THE unrecognisable disguise, the sheer surprise and disbelief, those famous words “… this is your life” followed by the revealing of the red book. Another celebrity hooked by Eamonn Andrews; shortly afterwards, they were whisked to the television studio where their whole life story was shared with the nation; old friends also popped-up to share the moment. A whole life contained in one big red book.

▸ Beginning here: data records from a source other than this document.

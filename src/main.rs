use anyhow::Context;
use barrel_gen::{
    render_report, settings::DEFAULT_SETTINGS_FILE, ConflictDecision, ExportStyle,
    GenerationConfig, GenerationOutcome, Pipeline, ScanResult, Settings,
};
use clap::{Parser, Subcommand};
use serde::Serialize;
use std::path::{Path, PathBuf};
use tracing_subscriber::{fmt, prelude::*, EnvFilter};

#[derive(Parser, Debug)]
#[command(
    name = "barrel-gen",
    version,
    about = "Generate barrel index files for component folders",
    long_about = "Scan component folders and write an index.ts / index.js file in each one \
    that re-exports every component found below it.\n\n\
    Hidden folders and node_modules are never scanned. Preferences are remembered \
    in a JSON settings file between runs.\n\n\
    USAGE EXAMPLES:\n  \
      # List the components that would be exported\n  \
      barrel-gen scan ./src/components\n\n  \
      # Show the generated index content for two folders\n  \
      barrel-gen --style reexport preview ./src/atoms ./src/molecules\n\n  \
      # Write index.js files, skipping folders that already have one\n  \
      barrel-gen --js generate ./src/components --on-conflict skip"
)]
struct Cli {
    /// Component file suffix (repeatable, replaces the saved list)
    #[arg(long = "ext", value_name = "EXT", global = true)]
    extensions: Vec<String>,

    /// Export statement style
    #[arg(long, value_enum, global = true)]
    style: Option<CliStyle>,

    /// Write index.js instead of index.ts
    #[arg(long, global = true, conflicts_with = "ts")]
    js: bool,

    /// Write index.ts (overrides a saved JavaScript preference)
    #[arg(long, global = true)]
    ts: bool,

    /// Glob for extra directories to skip (repeatable)
    #[arg(long, value_name = "GLOB", global = true)]
    exclude: Vec<String>,

    /// Settings file with remembered preferences
    #[arg(
        long,
        env = "BARREL_GEN_SETTINGS",
        default_value = DEFAULT_SETTINGS_FILE,
        value_name = "FILE",
        global = true
    )]
    settings: PathBuf,

    /// Verbose output
    #[arg(short, long, action = clap::ArgAction::Count, global = true)]
    verbose: u8,

    #[command(subcommand)]
    command: Command,
}

#[derive(Subcommand, Debug)]
enum Command {
    /// List discovered components per folder
    Scan {
        /// Folders to scan
        #[arg(required = true, value_name = "ROOT")]
        roots: Vec<PathBuf>,

        /// Print the scan result as JSON
        #[arg(long)]
        json: bool,
    },

    /// Print the index content that would be generated
    Preview {
        /// Folders to scan
        #[arg(required = true, value_name = "ROOT")]
        roots: Vec<PathBuf>,
    },

    /// Write an index file into every folder that has components
    Generate {
        /// Folders to scan
        #[arg(required = true, value_name = "ROOT")]
        roots: Vec<PathBuf>,

        /// What to do when an index file already exists
        #[arg(long, value_enum, default_value = "ask")]
        on_conflict: CliConflict,

        /// Print the outcome as JSON
        #[arg(long)]
        json: bool,

        /// Do not update the settings file
        #[arg(long)]
        no_save: bool,
    },
}

#[derive(Debug, Clone, Copy, clap::ValueEnum)]
enum CliStyle {
    /// export { Component } from './component'
    Named,
    /// export * from './component'
    Reexport,
}

impl From<CliStyle> for ExportStyle {
    fn from(s: CliStyle) -> Self {
        match s {
            CliStyle::Named => Self::Named,
            CliStyle::Reexport => Self::Reexport,
        }
    }
}

#[derive(Debug, Clone, Copy, PartialEq, Eq, clap::ValueEnum)]
enum CliConflict {
    /// Prompt for each existing index file
    Ask,
    /// Replace existing index files
    Overwrite,
    /// Keep existing index files
    Skip,
    /// Stop at the first existing index file
    Abort,
}

#[derive(Serialize)]
struct GenerateSummary<'a> {
    generated_at: String,
    #[serde(flatten)]
    outcome: &'a GenerationOutcome,
}

fn main() -> anyhow::Result<()> {
    let cli = Cli::parse();

    setup_tracing(cli.verbose)?;

    let mut settings = Settings::load(&cli.settings);
    apply_overrides(&cli, &mut settings);

    let config = GenerationConfig::builder()
        .module_extension(settings.module_extension())
        .export_style(settings.export_style)
        .file_extensions(settings.file_extensions.iter().cloned())
        .exclude_directories(cli.exclude.iter().cloned())
        .build()
        .context("Failed to build configuration")?;

    let pipeline = Pipeline::new(config).context("Failed to create pipeline")?;

    match &cli.command {
        Command::Scan { roots, json } => {
            let scan = pipeline.scan(roots);
            if *json {
                println!("{}", serde_json::to_string_pretty(&scan)?);
            } else {
                print_scan(&scan);
            }
        }
        Command::Preview { roots } => {
            let scan = pipeline.scan(roots);
            println!("{}", pipeline.preview(&scan));
        }
        Command::Generate {
            roots,
            on_conflict,
            json,
            no_save,
        } => {
            let scan = pipeline.scan(roots);
            let outcome = match on_conflict {
                CliConflict::Ask => pipeline.generate(&scan, ask_user),
                CliConflict::Overwrite => pipeline.generate(&scan, ConflictDecision::Overwrite),
                CliConflict::Skip => pipeline.generate(&scan, ConflictDecision::Skip),
                CliConflict::Abort => pipeline.generate(&scan, ConflictDecision::AbortAll),
            };

            if *json {
                let summary = GenerateSummary {
                    generated_at: chrono::Local::now().format("%Y-%m-%d %H:%M:%S").to_string(),
                    outcome: &outcome,
                };
                println!("{}", serde_json::to_string_pretty(&summary)?);
            } else {
                println!("{}", render_report(&outcome).context("Failed to render report")?);
            }

            if !*no_save && !outcome.is_empty() {
                settings.last_directory = roots.last().cloned();
                if let Err(e) = settings.save(&cli.settings) {
                    tracing::warn!("Could not save settings: {}", e);
                }
            }

            if outcome.has_failures() {
                anyhow::bail!("{} index file(s) could not be written", outcome.failed.len());
            }
        }
    }

    Ok(())
}

/// Command-line options win over the saved preferences.
fn apply_overrides(cli: &Cli, settings: &mut Settings) {
    if !cli.extensions.is_empty() {
        settings.file_extensions.clone_from(&cli.extensions);
    }
    if let Some(style) = cli.style {
        settings.export_style = style.into();
    }
    if cli.js {
        settings.use_typescript = false;
    } else if cli.ts {
        settings.use_typescript = true;
    }
}

fn print_scan(scan: &ScanResult) {
    for entry in scan {
        println!("{} ({} components)", entry.root.display(), entry.components.len());

        if entry.components.is_empty() {
            println!("  (no component files)");
        }
        for component in &entry.components {
            println!("  {:<48} {}", component.relative_path, component.export_kind);
        }
    }

    println!(
        "\nFound {} component files in {} folders.",
        scan.total_components(),
        scan.len()
    );
}

fn ask_user(index_path: &Path) -> ConflictDecision {
    const OVERWRITE: &str = "Overwrite";
    const SKIP: &str = "Skip";
    const ABORT: &str = "Abort all";

    let prompt = format!("{} already exists.", index_path.display());
    match inquire::Select::new(&prompt, vec![OVERWRITE, SKIP, ABORT]).prompt() {
        Ok(OVERWRITE) => ConflictDecision::Overwrite,
        Ok(SKIP) => ConflictDecision::Skip,
        Ok(_) => ConflictDecision::AbortAll,
        Err(e) => {
            tracing::warn!("No answer for {} ({}), aborting", index_path.display(), e);
            ConflictDecision::AbortAll
        }
    }
}

fn setup_tracing(verbosity: u8) -> anyhow::Result<()> {
    let filter = match verbosity {
        0 => EnvFilter::new("barrel_gen=info"),
        1 => EnvFilter::new("barrel_gen=debug"),
        _ => EnvFilter::new("barrel_gen=trace"),
    };

    tracing_subscriber::registry()
        .with(filter)
        .with(
            fmt::layer()
                .with_target(false)
                .with_thread_ids(false)
                .with_writer(std::io::stderr),
        )
        .try_init()
        .context("Failed to initialize logging")?;

    Ok(())
}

We’ll never know exactly what was written in the red book, but a good assumption is that the contents was good, nice and innocent. Now, what if, and you can maybe guess where this is leading, that red book was litrally your life? What if the producers of the programme managed to track-down little Johnny, the chap that was famous for getting you into trouble at primary school? What if Mrs Smithfield, the teacher who had a big-say in getting you expelled from secondary school, was in the red book and appeared in the studio? How about the individual who you secretly have a love-child with? You can see how awkward and messy things could get if the big red book included the truth, nothing but the truth and the whole truth: the clean, the not-so-clean and the downright filthy; celebrities and politicians approached by Eamonn would probably disappear in an instant, even before he revealed the big red book!
The concept of having the truth, nothing but the truth and the whole truth element to the show may sound like quite an attractive televison proposition: Jeremy Kyle has disappeared so maybe the concept could be a prime-time replacement? Actually lets erase that idea from our minds – instead enjoy the nostalgic look-back to when Eamonn reavealed the truth but just the good truth – the truth that caused minimum amout of embarrassment and the certainty of no punch-ups in the studio – it was revealing but all was lovely, nice and rather innocent.